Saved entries

- - - - - - -

//! HTTP abstraction for the REST side of the backend.
//!
//! Like [`Transport`](crate::Transport) for the event stream, the
//! [`HttpClient`] trait keeps the session layer independent of any particular
//! HTTP stack. The `http-reqwest` feature provides
//! [`ReqwestHttpClient`](crate::transports::ReqwestHttpClient).

use async_trait::async_trait;
use serde::de::DeserializeOwned;
use uuid::Uuid;

use crate::error::{Result, VoidlineError};
use crate::error_codes::parse_error_body;

/// HTTP request method.
#[derive(Debug, Clone, Copy, PartialEq, Eq, Hash)]
pub enum Method {
    Get,
    Post,
    Put,
    Patch,
    Delete,
}

impl Method {
    /// Upper-case method name.
    pub fn as_str(&self) -> &'static str {
        match self {
            Self::Get => "GET",
            Self::Post => "POST",
            Self::Put => "PUT",
            Self::Patch => "PATCH",
            Self::Delete => "DELETE",
        }
    }
}

/// An outbound request, relative to the backend's base URL.
#[derive(Debug, Clone)]
pub struct HttpRequest {
    /// Request method.
    pub method: Method,
    /// Path beginning with `/`.
    pub path: String,
    /// Bearer token for the `Authorization` header.
    pub bearer: Option<String>,
    /// JSON body.
    pub body: Option<serde_json::Value>,
    /// Correlation ID sent as `x-request-id`.
    pub request_id: Option<Uuid>,
}

impl HttpRequest {
    /// Create a request with no body and no credentials.
    pub fn new(method: Method, path: impl Into<String>) -> Self {
        Self {
            method,
            path: path.into(),
            bearer: None,
            body: None,
            request_id: None,
        }
    }

    /// Attach a JSON body.
    #[must_use]
    pub fn with_body(mut self, body: serde_json::Value) -> Self {
        self.body = Some(body);
        self
    }

    /// Attach (or clear) the bearer token.
    #[must_use]
    pub fn with_bearer(mut self, token: Option<String>) -> Self {
        self.bearer = token;
        self
    }

    /// Attach a correlation ID.
    #[must_use]
    pub fn with_request_id(mut self, request_id: Uuid) -> Self {
        self.request_id = Some(request_id);
        self
    }
}

/// A response status plus its raw body text.
#[derive(Debug, Clone, PartialEq, Eq)]
pub struct HttpResponse {
    /// HTTP status code.
    pub status: u16,
    /// Response body, possibly empty.
    pub body: String,
}

impl HttpResponse {
    /// Build a response.
    pub fn new(status: u16, body: impl Into<String>) -> Self {
        Self {
            status,
            body: body.into(),
        }
    }

    /// Build a response with a JSON body.
    pub fn json(status: u16, body: &serde_json::Value) -> Self {
        Self::new(status, body.to_string())
    }

    /// `true` for 2xx statuses.
    pub fn is_success(&self) -> bool {
        (200..300).contains(&self.status)
    }

    /// `true` for 401.
    pub fn is_unauthorized(&self) -> bool {
        self.status == 401
    }

    /// Parse the body as JSON. An empty body parses as `null`.
    ///
    /// # Errors
    ///
    /// Returns [`VoidlineError::Serialization`] if the body is not valid JSON
    /// for `T`.
    pub fn parse<T: DeserializeOwned>(&self) -> Result<T> {
        let text = if self.body.trim().is_empty() {
            "null"
        } else {
            self.body.as_str()
        };
        Ok(serde_json::from_str(text)?)
    }

    /// Parse a success body as JSON, or convert a failure into
    /// [`VoidlineError::Http`].
    ///
    /// # Errors
    ///
    /// Returns [`VoidlineError::Http`] for non-2xx statuses and
    /// [`VoidlineError::Serialization`] for unparseable success bodies.
    pub fn into_result<T: DeserializeOwned>(self) -> Result<T> {
        if self.is_success() {
            self.parse()
        } else {
            Err(self.into_error())
        }
    }

    /// Convert this response into a [`VoidlineError::Http`].
    pub fn into_error(self) -> VoidlineError {
        let (message, error_code) = parse_error_body(&self.body);
        VoidlineError::Http {
            status: self.status,
            message,
            error_code,
        }
    }
}

/// Executes HTTP requests against the game backend.
///
/// Implementations return `Ok` for every response the server produced,
/// whatever its status; `Err` is reserved for requests that never got a
/// response (DNS failure, connection reset, timeout).
#[async_trait]
pub trait HttpClient: Send + Sync + 'static {
    /// Send `request` and return the server's response.
    ///
    /// # Errors
    ///
    /// Returns a transport-level error if no response was received.
    async fn execute(&self, request: HttpRequest) -> Result<HttpResponse>;
}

- - - - - - -

Activity >> Please copy every line of the records above in which "struct" appears.

Answer below >>
pub struct HttpRequest {
pub struct HttpResponse {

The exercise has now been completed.